Growing up, I was the kid who always had headphones on. Riding the bus, studying, working out: if it wasn’t absolutely necessary for me to be talking to other people, I was listening to music on my giant Koss headphones.
My parents rolled their eyes and tried to get me to wear smaller, more “fashionable” models, but those just ended up on my shelf because they never sounded as good. It was hard to describe why I loved large headphones so much then, but I know now the reason is that better acoustic isolation most often means better-sounding music.
Editor’s note: this article was updated on November 4, 2021, for changes to wording and to add a contents menu.
What are decibels?
When we talk about sound levels, we talk in terms of decibels (dB). Like our hearing, the dB scale is logarithmic, so every increase of 10dB represents an increase in sound pressure by a power of 10, and an increase of perceived loudness by roughly a factor of two. As an example, 70dB is 10 times as powerful as 60dB, but roughly twice as “loud.” Similarly, a decrease of 10dB is a halving of loudness, a decrease of 20dB will mean the sound is only one-quarter as loud, and so on.
Even when connected to your smartphone, some headphones can output sound levels of over 115dB(SPL), so it’s important to limit the volume to avoid hearing loss. But what level is considered safe changes depending on how long you expose your ears to a certain sound pressure. If you’re listening to music eight hours a day, NIOSH recommends you keep your levels below 85dB(SPL). However, casual listeners who only listen for 45 minutes or less can feel free to crank their tunes a bit louder.

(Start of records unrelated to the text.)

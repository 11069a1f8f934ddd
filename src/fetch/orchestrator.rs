//! Rate-limited retrieval of the confirmed top-ranked pages.
//!
//! The orchestrator owns only the fetch loop. Persistence goes through
//! the [`PageSink`] trait so storage format and location stay with the
//! collaborator, and a per-page failure never aborts the run.

use super::client::HttpClient;
use super::rate_limiter::RateLimiter;
use crate::ranking::scorer::ScoredEntry;
use async_trait::async_trait;
use chrono::{DateTime, Utc};
use tracing::{info, warn};

/// One successfully retrieved page, ready for persistence.
#[derive(Debug, Clone)]
pub struct FetchedPage {
    /// 1-based position in the confirmed ranking.
    pub rank: usize,
    pub entry: ScoredEntry,
    pub html: String,
    pub fetched_at: DateTime<Utc>,
}

/// Receives fetched pages. Implemented by the storage collaborator.
#[async_trait]
pub trait PageSink: Send + Sync {
    async fn store(&self, page: &FetchedPage) -> anyhow::Result<()>;
}

/// Outcome counts for one fetch run.
#[derive(Debug, Default, Clone, Copy)]
pub struct FetchReport {
    pub fetched: usize,
    pub failed: usize,
}

pub struct FetchOrchestrator<'a> {
    client: &'a HttpClient,
    limiter: RateLimiter,
}

impl<'a> FetchOrchestrator<'a> {
    pub fn new(client: &'a HttpClient, limiter: RateLimiter) -> Self {
        Self { client, limiter }
    }

    /// Fetch every entry in ranked order, pacing between requests.
    ///
    /// `on_page` fires before each retrieval with the 1-based rank; the
    /// CLI uses it to drive progress display. Fetch and store failures
    /// are logged, counted, and skipped.
    pub async fn fetch_all(
        &self,
        pages: &[ScoredEntry],
        sink: &dyn PageSink,
        mut on_page: impl FnMut(usize, &ScoredEntry) + Send,
    ) -> FetchReport {
        let mut report = FetchReport::default();

        for (i, scored) in pages.iter().enumerate() {
            let rank = i + 1;
            self.limiter.wait().await;
            on_page(rank, scored);

            let html = match self.client.get_text(&scored.entry.url).await {
                Ok(html) => html,
                Err(e) => {
                    warn!("skipping page: {e}");
                    report.failed += 1;
                    continue;
                }
            };

            let page = FetchedPage {
                rank,
                entry: scored.clone(),
                html,
                fetched_at: Utc::now(),
            };
            match sink.store(&page).await {
                Ok(()) => {
                    info!(url = %page.entry.entry.url, rank, "stored page");
                    report.fetched += 1;
                }
                Err(e) => {
                    warn!(url = %page.entry.entry.url, "failed to store page: {e}");
                    report.failed += 1;
                }
            }
        }

        report
    }
}

#[cfg(test)]
mod tests {
    use super::*;
    use crate::config::FetchConfig;
    use crate::ranking::scorer::ScoreBreakdown;
    use crate::sitemap::types::SitemapEntry;
    use std::sync::Mutex;
    use std::time::Duration;
    use url::Url;
    use wiremock::matchers::{method, path};
    use wiremock::{Mock, MockServer, ResponseTemplate};

    #[derive(Default)]
    struct MemorySink {
        stored: Mutex<Vec<(usize, String)>>,
    }

    #[async_trait]
    impl PageSink for MemorySink {
        async fn store(&self, page: &FetchedPage) -> anyhow::Result<()> {
            self.stored
                .lock()
                .unwrap()
                .push((page.rank, page.entry.entry.url.path().to_string()));
            Ok(())
        }
    }

    fn scored(url: &str) -> ScoredEntry {
        ScoredEntry {
            entry: SitemapEntry {
                url: Url::parse(url).unwrap(),
                priority: None,
                change_frequency: None,
                last_modified: None,
            },
            score: 1.0,
            breakdown: ScoreBreakdown {
                priority: 1.0,
                change_frequency: 0.0,
                depth: 0.0,
                keywords: 0.0,
                homepage: 0.0,
                recency: 0.0,
            },
            depth: 0,
            has_keyword: false,
        }
    }

    #[tokio::test]
    async fn fetches_in_rank_order_and_skips_failures() {
        let server = MockServer::start().await;
        Mock::given(method("GET"))
            .and(path("/one"))
            .respond_with(ResponseTemplate::new(200).set_body_string("<html>1</html>"))
            .mount(&server)
            .await;
        Mock::given(method("GET"))
            .and(path("/broken"))
            .respond_with(ResponseTemplate::new(500))
            .mount(&server)
            .await;
        Mock::given(method("GET"))
            .and(path("/two"))
            .respond_with(ResponseTemplate::new(200).set_body_string("<html>2</html>"))
            .mount(&server)
            .await;

        let client = HttpClient::new(&FetchConfig::default()).unwrap();
        let orchestrator =
            FetchOrchestrator::new(&client, RateLimiter::new(Duration::from_millis(0)));
        let sink = MemorySink::default();

        let pages = vec![
            scored(&format!("{}/one", server.uri())),
            scored(&format!("{}/broken", server.uri())),
            scored(&format!("{}/two", server.uri())),
        ];
        let mut seen = Vec::new();
        let report = orchestrator
            .fetch_all(&pages, &sink, |rank, _| seen.push(rank))
            .await;

        assert_eq!(report.fetched, 2);
        assert_eq!(report.failed, 1);
        // Progress fired for every page, including the failed one.
        assert_eq!(seen, vec![1, 2, 3]);

        let stored = sink.stored.lock().unwrap();
        assert_eq!(*stored, vec![(1, "/one".to_string()), (3, "/two".to_string())]);
    }

    #[tokio::test]
    async fn sink_failure_is_counted_not_fatal() {
        struct FailingSink;

        #[async_trait]
        impl PageSink for FailingSink {
            async fn store(&self, _page: &FetchedPage) -> anyhow::Result<()> {
                anyhow::bail!("disk full")
            }
        }

        let server = MockServer::start().await;
        Mock::given(method("GET"))
            .respond_with(ResponseTemplate::new(200).set_body_string("<html></html>"))
            .mount(&server)
            .await;

        let client = HttpClient::new(&FetchConfig::default()).unwrap();
        let orchestrator =
            FetchOrchestrator::new(&client, RateLimiter::new(Duration::from_millis(0)));

        let pages = vec![scored(&format!("{}/a", server.uri()))];
        let report = orchestrator.fetch_all(&pages, &FailingSink, |_, _| {}).await;
        assert_eq!(report.fetched, 0);
        assert_eq!(report.failed, 1);
    }
}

Your inner ear is a lot more delicate than you might realize: it is extremely easy to damage your hearing with loud music. Our ears are made up of a lot of parts, but we have an exceptionally weak link in the chain: teeny-tiny hairs inside our cochleas. If those tiny hairs bend, break, or fall out, our ears can’t send signals to our brains to interpret as sound. While they do that anyway as we age, they don’t grow back. Ever. Once the damage is done, it’s done.

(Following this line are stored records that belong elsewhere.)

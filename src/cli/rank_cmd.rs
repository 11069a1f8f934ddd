//! `siterank rank <site>` — resolve a sitemap tree and rank its URLs.

use crate::cli::output::{self, Styled};
use crate::cli::resolve_and_rank;
use crate::config::{FetchConfig, ScoreConfig};
use crate::fetch::client::HttpClient;
use anyhow::Result;
use std::time::{Duration, Instant};

/// Run the rank command.
pub async fn run(site: &str, top: usize, keywords: &[String], timeout_secs: u64) -> Result<()> {
    let s = Styled::new();
    let start = Instant::now();

    let mut score_config = ScoreConfig {
        top_n: top,
        ..ScoreConfig::default()
    };
    if !keywords.is_empty() {
        score_config.keywords = keywords.to_vec();
    }
    let fetch_config = FetchConfig {
        timeout: Duration::from_secs(timeout_secs),
        ..FetchConfig::default()
    };

    let client = HttpClient::new(&fetch_config)?;
    let ranked = resolve_and_rank(&client, site, &score_config, &fetch_config).await?;

    if output::is_json() {
        print_ranking_json(ranked.ranking.top(top), ranked.ranking.len());
        return Ok(());
    }

    if ranked.ranking.is_empty() {
        eprintln!("  {} no URLs found in {}", s.yellow("!"), ranked.sitemap_url);
        return Ok(());
    }

    if !output::is_quiet() {
        eprintln!(
            "  Resolved {} URLs from {} in {:.1}s",
            ranked.ranking.len(),
            s.cyan(ranked.sitemap_url.as_str()),
            start.elapsed().as_secs_f64()
        );
        eprintln!();
    }

    output::print_ranking(&s, ranked.ranking.top(top));

    if !output::is_quiet() && ranked.ranking.len() > top {
        eprintln!();
        eprintln!(
            "  {}",
            s.dim(&format!(
                "Showing top {top} of {} ranked URLs.",
                ranked.ranking.len()
            ))
        );
    }

    Ok(())
}

fn print_ranking_json(top: &[crate::ranking::scorer::ScoredEntry], total: usize) {
    let entries: Vec<serde_json::Value> = top
        .iter()
        .enumerate()
        .map(|(i, e)| {
            serde_json::json!({
                "rank": i + 1,
                "score": e.score,
                "depth": e.depth,
                "has_keyword": e.has_keyword,
                "url": e.entry.url.as_str(),
                "breakdown": e.breakdown,
            })
        })
        .collect();

    output::print_json(&serde_json::json!({
        "total": total,
        "entries": entries,
    }));
}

How do you limit noise exposure and keep the volume down?
So if you’re trying to limit your exposure to high levels of noise, there are a few strategies you can employ:
- Avoid noise
This sounds a little navel-gazey, but if you can avoid loud noises, you should do so. A study in 2012 concluded that you should listen to your music below 50% of your smartphone or MP3 player’s volume slider, and that’s a fairly good benchmark. Beyond that, you tend to stray into territory where your tunes might be a little too loud with typical headphones. If you need to crank your tunes up past that, it’s a good idea to figure out what needs to change—unless the problem is a lack of output power.
- Block out noise
This is the preferred solution because there’s no amount of noise reduction that is ever really “too much.” By physically blocking out sound, you make every other strategy you use to dispel noise much more effective. This is the main strategy employed in many workplaces with noisy environments.
- Cancel noise
Noise-isolating headphones are fairly bad at blocking out low-end sounds like rumbles and hums, but active noise cancelling headsets can kill constant tones with destructive interference, something called anti-noise. While it doesn’t work as well on transient, incidental noises, active noise cancelling (ANC) uses sound to effectively cancel out loud, droning sounds extremely well.
But even if you’re not worried about noise-induced hearing loss (you should be), there’s another reason you should care about isolation: outside noise impacts the audio quality of the sound that reaches your ear.
Why is isolation is the most important factor for music quality?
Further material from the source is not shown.